L'intérieur de l'église de Voray sur l'Ognon

Ce n’est pas la première fois qu’on voit une église faire installer une moquette chauffante dans sa nef. Cette année, c’est au tour de l’édifice religieux de Voray-sur-l’Ognon, dans la Haute-Saône, de dérouler son tapis thermique.

Une pratique bien connue des Bretons

Des moquettes chauffantes installées dans des églises… Cela pourrait paraître surprenant à certains, ce n’est pourtant pas une solution récente : en 2014, plusieurs paroisses s’étaient vues parées d’une moquette thermique afin de remédier à leur problème de chauffage.

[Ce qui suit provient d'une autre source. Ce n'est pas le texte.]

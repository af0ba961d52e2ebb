//! aforo-dashboard - serve toll-booth vehicle counts as a JSON API

use std::path::PathBuf;
use std::sync::Arc;

use aforo_app::config::Config;
use aforo_app::dashboard::DashboardService;
use aforo_types::{Result, SourceEncoding};
use clap::Parser;
use tracing::info;
use tracing_subscriber::{fmt, EnvFilter};

#[derive(Parser)]
#[command(name = "aforo-dashboard")]
#[command(version)]
#[command(about = "Serve vehicle-count views over HTTP")]
struct Args {
    /// Wide CSV export. Uses config data_path if not specified.
    #[arg(long, short = 'd')]
    data: Option<PathBuf>,

    /// Listen address. Uses config bind_addr if not specified.
    #[arg(long, short = 'a')]
    addr: Option<String>,

    /// Source CSV encoding (utf8, latin1)
    #[arg(long, short = 'e')]
    encoding: Option<SourceEncoding>,

    /// Field catalogue TOML
    #[arg(long)]
    catalogue: Option<PathBuf>,

    /// Default forecast horizon in months
    #[arg(long)]
    horizon: Option<usize>,

    /// Verbose output
    #[arg(long, short = 'v')]
    verbose: bool,
}

#[tokio::main]
async fn main() {
    let args = Args::parse();

    let default_level = if args.verbose { "debug" } else { "info" };
    let env = EnvFilter::try_from_default_env().unwrap_or_else(|_| EnvFilter::new(default_level));
    fmt::Subscriber::builder().with_env_filter(env).init();

    if let Err(e) = run(args).await {
        eprintln!("Error: {}", e);
        std::process::exit(1);
    }
}

async fn run(args: Args) -> Result<()> {
    let mut config = Config::load()?;
    if let Some(encoding) = args.encoding {
        config.encoding = encoding;
    }
    if let Some(catalogue) = args.catalogue {
        config.catalogue_path = Some(catalogue);
    }
    if let Some(horizon) = args.horizon {
        config.forecast_horizon = horizon;
    }
    if let Some(addr) = args.addr {
        config.bind_addr = addr;
    }

    // Load once before accepting connections
    let service = DashboardService::open(&config, args.data.as_deref())?;
    let app = aforo_web::router(Arc::new(service));

    let listener = tokio::net::TcpListener::bind(&config.bind_addr).await?;
    info!(addr = %config.bind_addr, "dashboard listening");

    axum::serve(listener, app).await?;

    Ok(())
}
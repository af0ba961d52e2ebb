//! Output formatting module

use std::io;

use aforo_app::dashboard::{ColumnsView, ForecastView, QualityView, TotalsView};
use aforo_domain::forecast::ForecastOutcome;
use aforo_domain::model::TidyRecord;
use aforo_infra::tidy_writer::{format_count, write_tidy_csv};
use aforo_types::{OutputFormat, Result};
use serde::Serialize;

fn print_json<T: Serialize + ?Sized>(value: &T) -> Result<()> {
    println!("{}", serde_json::to_string_pretty(value)?);
    Ok(())
}

fn write_csv_rows<T: Serialize>(rows: &[T]) -> Result<()> {
    let mut writer = csv::Writer::from_writer(io::stdout());
    for row in rows {
        writer.serialize(row)?;
    }
    writer.flush()?;
    Ok(())
}

/// Tidy records; table format is the tidy CSV itself
pub fn print_records(output_format: OutputFormat, records: &[TidyRecord]) -> Result<()> {
    match output_format {
        OutputFormat::Json => print_json(records),
        OutputFormat::Table | OutputFormat::Csv => write_tidy_csv(io::stdout(), records),
    }
}

pub fn print_columns(output_format: OutputFormat, view: &ColumnsView) -> Result<()> {
    match output_format {
        OutputFormat::Json => print_json(view),
        OutputFormat::Csv => write_csv_rows(&view.resolved),
        OutputFormat::Table => {
            println!("\nColumn Mapping");
            println!("==============");
            for r in &view.resolved {
                println!("{:<20} {:<32} ({:?})", r.field.to_string(), r.column, r.source);
            }
            if !view.unresolved.is_empty() {
                println!("\nNo column found for: {}", view.unresolved.join(", "));
            }
            Ok(())
        }
    }
}

pub fn print_totals(output_format: OutputFormat, totals: &TotalsView, quality: &QualityView) -> Result<()> {
    match output_format {
        OutputFormat::Json => {
            #[derive(Serialize)]
            struct Summary<'a> {
                #[serde(flatten)]
                totals: &'a TotalsView,
                quality: &'a QualityView,
            }
            print_json(&Summary { totals, quality })
        }
        OutputFormat::Csv => write_csv_rows(&totals.totals),
        OutputFormat::Table => {
            let year = totals
                .year
                .map(|y| y.to_string())
                .unwrap_or_else(|| "all years".to_string());

            println!("\nVehicle Totals ({})", year);
            println!("==============================");
            for t in &totals.totals {
                println!("{:<20} {:>14}", t.category, format_count(t.total));
            }
            println!("------------------------------");
            println!("{:<20} {:>14}", "Total", format_count(totals.grand_total));

            if let Some(ex) = &totals.extremes {
                println!("\nBusiest:  {} ({})", ex.busiest.category, format_count(ex.busiest.total));
                println!("Quietest: {} ({})", ex.quietest.category, format_count(ex.quietest.total));
            }

            if totals.by_entity.len() > 1 {
                println!("\nBy station");
                for e in &totals.by_entity {
                    println!("{:<20} {:>14}", e.entity_id, format_count(e.total));
                }
            }

            println!(
                "\nRows: {}  Records: {}  Skipped rows: {}  Dropped cells: {}",
                quality.source_rows,
                quality.records,
                quality.skipped_rows.len(),
                quality.dropped_cells
            );
            Ok(())
        }
    }
}

pub fn print_forecast(output_format: OutputFormat, view: &ForecastView) -> Result<()> {
    match output_format {
        OutputFormat::Json => print_json(view),
        OutputFormat::Csv => write_csv_rows(&view.forecast.clone().into_points()?),
        OutputFormat::Table => {
            println!("\nMonthly Traffic Forecast");
            println!("========================");
            println!("History: {} months", view.history.len());
            if let Some(last) = view.history.last() {
                println!("Last observed: {} ({})", last.period.format("%Y-%m"), format_count(last.total));
            }

            match &view.forecast {
                ForecastOutcome::Available { points } => {
                    println!("\n{:<10} {:>14} {:>14} {:>14}", "Period", "Forecast", "Lower", "Upper");
                    for p in points {
                        println!(
                            "{:<10} {:>14.0} {:>14.0} {:>14.0}",
                            p.period.format("%Y-%m"),
                            p.value,
                            p.lower,
                            p.upper
                        );
                    }
                }
                ForecastOutcome::Unavailable { reason } => {
                    println!("\nForecast unavailable: {}", reason);
                }
            }
            Ok(())
        }
    }
}
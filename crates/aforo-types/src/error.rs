//! Error types for aforo

use thiserror::Error;

/// Configuration-related errors
#[derive(Debug, Error)]
pub enum ConfigError {
    #[error("Configuration not found")]
    NotFound,

    #[error("Failed to parse configuration: {0}")]
    ParseError(String),

    #[error("Failed to save configuration: {0}")]
    SaveError(String),

    #[error("No data file configured (pass a CSV path or set data_path)")]
    MissingDataPath,
}

#[derive(Debug, Error)]
pub enum Error {
    #[error("IO error: {0}")]
    Io(#[from] std::io::Error),

    #[error("CSV error: {0}")]
    Csv(#[from] csv::Error),

    #[error("JSON error: {0}")]
    Json(#[from] serde_json::Error),

    #[error("Configuration error: {0}")]
    Config(#[from] ConfigError),

    /// A logical field matched no column, neither by name nor by keyword.
    #[error("No column found for field {field}")]
    UnresolvedField { field: String },

    /// Row-level; the reshaper skips the row and counts it.
    #[error("Invalid period in row {row}: {reason}")]
    InvalidPeriod { row: usize, reason: String },

    #[error("File {path} is not valid {encoding}")]
    EncodingMismatch { encoding: String, path: String },

    #[error("Forecast unavailable: {0}")]
    ForecastUnavailable(String),

    #[error("File not found: {0}")]
    FileNotFound(String),

    #[error("Excel export error: {0}")]
    Excel(String),
}

pub type Result<T> = std::result::Result<T, Error>;
//! Explicit dataset initialization
//!
//! The process entry point loads the CSV once and hands the resulting
//! immutable `Dataset` to whatever serves queries.

use std::path::{Path, PathBuf};

use aforo_domain::model::{Catalogue, FieldMapping, RawTable, TidyBatch, TidyRecord};
use aforo_domain::service::{resolve_columns, TidyReshaper};
use aforo_infra::csv_source;
use aforo_types::{Result, SourceEncoding};
use tracing::{debug, info, warn};

use crate::config::Config;

#[derive(Debug, Clone)]
pub struct Dataset {
    source: Option<PathBuf>,
    table: RawTable,
    catalogue: Catalogue,
    mapping: FieldMapping,
    batch: TidyBatch,
}

impl Dataset {
    /// Load using the configured encoding and catalogue
    pub fn from_config(config: &Config, path: Option<&Path>) -> Result<Self> {
        let path = config.data_path(path)?;
        Self::load(path, config.encoding, config.catalogue()?)
    }

    pub fn load(path: &Path, encoding: SourceEncoding, catalogue: Catalogue) -> Result<Self> {
        info!(path = %path.display(), %encoding, "loading dataset");
        let table = csv_source::load_table(path, encoding)?;
        let mut dataset = Self::from_table(table, catalogue)?;
        dataset.source = Some(path.to_path_buf());
        Ok(dataset)
    }

    /// Resolve columns and reshape an already loaded table.
    ///
    /// Fails when the entity, year or month column cannot be found.
    pub fn from_table(table: RawTable, catalogue: Catalogue) -> Result<Self> {
        let mapping = resolve_columns(table.headers(), &catalogue);
        for r in mapping.resolved() {
            debug!(field = %r.field, column = %r.column, source = ?r.source, "resolved column");
        }
        if !mapping.unresolved().is_empty() {
            let missing: Vec<String> = mapping.unresolved().iter().map(|f| f.to_string()).collect();
            warn!(fields = %missing.join(", "), "no column found for some fields");
        }

        let batch = TidyReshaper::new(&table, &mapping, &catalogue.category_fields())?.collect_batch();

        for skipped in &batch.skipped_rows {
            debug!("{}", skipped.error());
        }
        if batch.skip_count() > 0 {
            warn!(
                skipped = batch.skip_count(),
                "rows skipped because their year/month could not be read"
            );
        }
        info!(
            rows = table.row_count(),
            records = batch.records.len(),
            dropped_cells = batch.dropped_cells,
            "reshaped to tidy records"
        );

        Ok(Self {
            source: None,
            table,
            catalogue,
            mapping,
            batch,
        })
    }

    pub fn source(&self) -> Option<&Path> {
        self.source.as_deref()
    }

    pub fn table(&self) -> &RawTable {
        &self.table
    }

    pub fn catalogue(&self) -> &Catalogue {
        &self.catalogue
    }

    pub fn mapping(&self) -> &FieldMapping {
        &self.mapping
    }

    pub fn batch(&self) -> &TidyBatch {
        &self.batch
    }

    pub fn records(&self) -> &[TidyRecord] {
        &self.batch.records
    }

    /// Category labels with a resolved column, in catalogue order
    pub fn category_labels(&self) -> Vec<&str> {
        self.mapping.category_columns().map(|(label, _)| label).collect()
    }
}

#[cfg(test)]
mod tests {
    use super::*;
    use aforo_types::Error;
    use std::io::Write;

    const SAMPLE: &str = "NOMBRE,AÑO,MES,AUTOS,MOTOS\n\
                          Toll-5,2024,MARZO,1500,0\n\
                          Toll-5,2024,13,10,10\n";

    #[test]
    fn test_load_utf8_file() {
        let mut file = tempfile::NamedTempFile::new().unwrap();
        file.write_all(SAMPLE.as_bytes()).unwrap();

        let dataset = Dataset::load(file.path(), SourceEncoding::Utf8, Catalogue::default()).unwrap();
        assert_eq!(dataset.records().len(), 1);
        assert_eq!(dataset.batch().skip_count(), 1);
        assert_eq!(dataset.source(), Some(file.path()));
        assert_eq!(dataset.category_labels(), vec!["Automobile", "Motorcycle"]);
    }

    #[test]
    fn test_missing_year_column_aborts() {
        let table = csv_source::parse_table("NOMBRE,MES,AUTOS\nA,1,1\n").unwrap();
        let err = Dataset::from_table(table, Catalogue::default()).unwrap_err();
        assert!(matches!(err, Error::UnresolvedField { .. }));
    }

    #[test]
    fn test_from_config_requires_path() {
        let err = Dataset::from_config(&Config::default(), None).unwrap_err();
        assert!(matches!(err, Error::Config(_)));
    }
}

C’est en Bretagne que la pratique est devenue courante : cette année-là, trois édifices religieux ont été pourvus de moquettes chauffantes : les églises de Roscoff, Pont-Scorff et Saint-Guinal. Dans cette dernière, la moitié de la nef et le chœur avaient été couverts pour la modique somme de 58 500 euros, financés par la ville et par un don de 20 000 euros de la société Bolloré.

Au tour de Voray-sur-l’Ognon

Cette année, c’est la Haute-Saône qui se lance dans un pareil projet pour son église de Voray-sur-l’Ognon. L’église faisant partie des bâtiments classés, toute modification devait être au préalable discutée avec des architectes des Monuments Historiques et des Bâtiments de France.

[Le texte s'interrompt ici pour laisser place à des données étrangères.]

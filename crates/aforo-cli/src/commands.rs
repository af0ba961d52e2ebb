//! Command handlers

use std::path::{Path, PathBuf};

use aforo_app::config::Config;
use aforo_app::dashboard::{ColumnsView, DashboardService};
use aforo_app::export::export_to_excel;
use aforo_domain::service::resolve_columns;
use aforo_infra::{catalogue_loader, csv_source, tidy_writer};
use aforo_types::{OutputFormat, Result, SourceEncoding};
use tracing::info;

use crate::cli::{Cli, Commands};
use crate::output;

pub fn execute(cli: Cli) -> Result<()> {
    let mut config = Config::load()?;

    // Global flags override the stored config for this run only
    if let Some(encoding) = cli.encoding {
        config.encoding = encoding;
    }
    if let Some(catalogue) = &cli.catalogue {
        config.catalogue_path = Some(catalogue.clone());
    }
    let output_format = cli.format.unwrap_or(config.output_format);

    match &cli.command {
        Commands::Reshape {
            input,
            output,
            year,
        } => cmd_reshape(&config, input.as_deref(), output.as_deref(), *year, output_format),

        Commands::Columns { input } => cmd_columns(&config, input.as_deref(), output_format),

        Commands::Summary { input, year } => {
            let service = DashboardService::open(&config, input.as_deref())?;
            output::print_totals(output_format, &service.totals(*year), &service.quality())
        }

        Commands::Forecast {
            input,
            year,
            horizon,
        } => {
            let service = DashboardService::open(&config, input.as_deref())?;
            output::print_forecast(output_format, &service.forecast(*year, *horizon))
        }

        Commands::Export {
            input,
            output,
            year,
        } => cmd_export(&config, input.as_deref(), output.clone(), *year),

        Commands::Catalogue { output } => cmd_catalogue(&config, output.as_deref()),

        Commands::Config {
            show,
            set_data,
            set_encoding,
            set_catalogue,
            set_horizon,
            set_output,
            set_bind,
            reset,
        } => cmd_config(
            *show,
            set_data.clone(),
            *set_encoding,
            set_catalogue.clone(),
            *set_horizon,
            *set_output,
            set_bind.clone(),
            *reset,
        ),
    }
}

fn cmd_reshape(
    config: &Config,
    input: Option<&Path>,
    output: Option<&Path>,
    year: Option<i32>,
    output_format: OutputFormat,
) -> Result<()> {
    let service = DashboardService::open(config, input)?;
    let records = service.records(year);

    match output {
        Some(path) => {
            tidy_writer::write_tidy_csv_file(path, &records)?;
            info!(path = %path.display(), records = records.len(), "tidy CSV written");
            eprintln!("Wrote {} tidy records to {}", records.len(), path.display());
            Ok(())
        }
        None => output::print_records(output_format, &records),
    }
}

fn cmd_columns(config: &Config, input: Option<&Path>, output_format: OutputFormat) -> Result<()> {
    // Resolve against the header only, so a file missing its year or month
    // column can still be diagnosed
    let path = config.data_path(input)?;
    let table = csv_source::load_table(path, config.encoding)?;
    let catalogue = config.catalogue()?;
    let mapping = resolve_columns(table.headers(), &catalogue);

    output::print_columns(output_format, &ColumnsView::from_mapping(&mapping))
}

fn cmd_export(config: &Config, input: Option<&Path>, output: Option<PathBuf>, year: Option<i32>) -> Result<()> {
    let service = DashboardService::open(config, input)?;
    let output = output.unwrap_or_else(|| PathBuf::from("aforo.xlsx"));

    export_to_excel(&service, year, &output)?;
    println!("Exported to {}", output.display());

    Ok(())
}

fn cmd_catalogue(config: &Config, output: Option<&Path>) -> Result<()> {
    let content = catalogue_loader::to_toml(&config.catalogue()?)?;

    match output {
        Some(path) => {
            std::fs::write(path, content)?;
            println!("Catalogue written to {}", path.display());
        }
        None => print!("{}", content),
    }

    Ok(())
}

#[allow(clippy::too_many_arguments)]
fn cmd_config(
    show: bool,
    set_data: Option<PathBuf>,
    set_encoding: Option<SourceEncoding>,
    set_catalogue: Option<PathBuf>,
    set_horizon: Option<usize>,
    set_output: Option<OutputFormat>,
    set_bind: Option<String>,
    reset: bool,
) -> Result<()> {
    if reset {
        let config = Config::default();
        config.save()?;
        println!("Configuration reset to defaults");
        println!("\n{}", config);
        return Ok(());
    }

    let mut config = Config::load()?;
    let mut modified = false;

    if let Some(path) = set_data {
        config.data_path = Some(path);
        modified = true;
    }

    if let Some(encoding) = set_encoding {
        config.encoding = encoding;
        modified = true;
    }

    if let Some(path) = set_catalogue {
        // Refuse a catalogue that would fail on every later run
        catalogue_loader::load_from_file(&path)?;
        config.catalogue_path = Some(path);
        modified = true;
    }

    if let Some(horizon) = set_horizon {
        config.forecast_horizon = horizon;
        modified = true;
    }

    if let Some(output_format) = set_output {
        config.output_format = output_format;
        modified = true;
    }

    if let Some(addr) = set_bind {
        config.bind_addr = addr;
        modified = true;
    }

    if modified {
        config.save()?;
        println!("Configuration updated");
    }

    if show || !modified {
        println!("{}", config);
    }

    Ok(())
}
//! Wide source table as read from a CSV export

use serde::{Deserialize, Serialize};

/// An in-memory, read-only source table.
///
/// Rows may be shorter than the header; missing trailing cells read as absent.
#[derive(Debug, Clone, Default, PartialEq, Eq, Serialize, Deserialize)]
pub struct RawTable {
    headers: Vec<String>,
    rows: Vec<Vec<String>>,
}

impl RawTable {
    pub fn new(headers: Vec<String>, rows: Vec<Vec<String>>) -> Self {
        Self { headers, rows }
    }

    pub fn headers(&self) -> &[String] {
        &self.headers
    }

    pub fn rows(&self) -> &[Vec<String>] {
        &self.rows
    }

    pub fn row_count(&self) -> usize {
        self.rows.len()
    }

    /// Position of a column by exact name
    pub fn column_index(&self, name: &str) -> Option<usize> {
        self.headers.iter().position(|h| h == name)
    }

    /// Cell value by row index and column name
    pub fn get(&self, row: usize, column: &str) -> Option<&str> {
        let idx = self.column_index(column)?;
        self.rows.get(row)?.get(idx).map(String::as_str)
    }
}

Les deux institutions n’arrivant pas à se mettre d’accord, l’église est restée sans chauffage pendant plusieurs mois suite à une défaillance de son système de chauffage à air pulsé. L’installation était obsolète depuis plusieurs années et abritée dans un local accolé à l’église, s’effondrant petit à petit.

Un système efficace ?

Les églises sont souvent munies d’installations thermiques à air pulsé, système démodé et inconvénient. En effet, cette technique implique un assainissement de l’air qui, dans les grands bâtiments aux fenêtres scellées comme les églises, ne peut se faire que par climatisation, générant un gaspillage énergétique. De plus, ces installations nécessitent souvent beaucoup d’entretien.

Le problème courant lors de la rénovation des chauffages d’églises est de trouver une solution qui n’altère pas l’esthétique du bâtiment religieux. Les radiateurs à gaz, pourtant les plus cohérents avec les surfaces de grande ampleur, sont donc souvent écartés.

La solution de la moquette chauffante, bien qu’insolite, représente un avantage économique et écologique car elle peut être mise en route une vingtaine de minutes avant les cérémonies pour réchauffer le sol de l’édifice, responsable en grande partie de la sensation de froid. D’autre part, un tel système n’affecte que très peu le taux d’humidité intérieure dont les variations pourraient être néfastes aux statues et à l’orgue de l’église, lui aussi classé monument historique.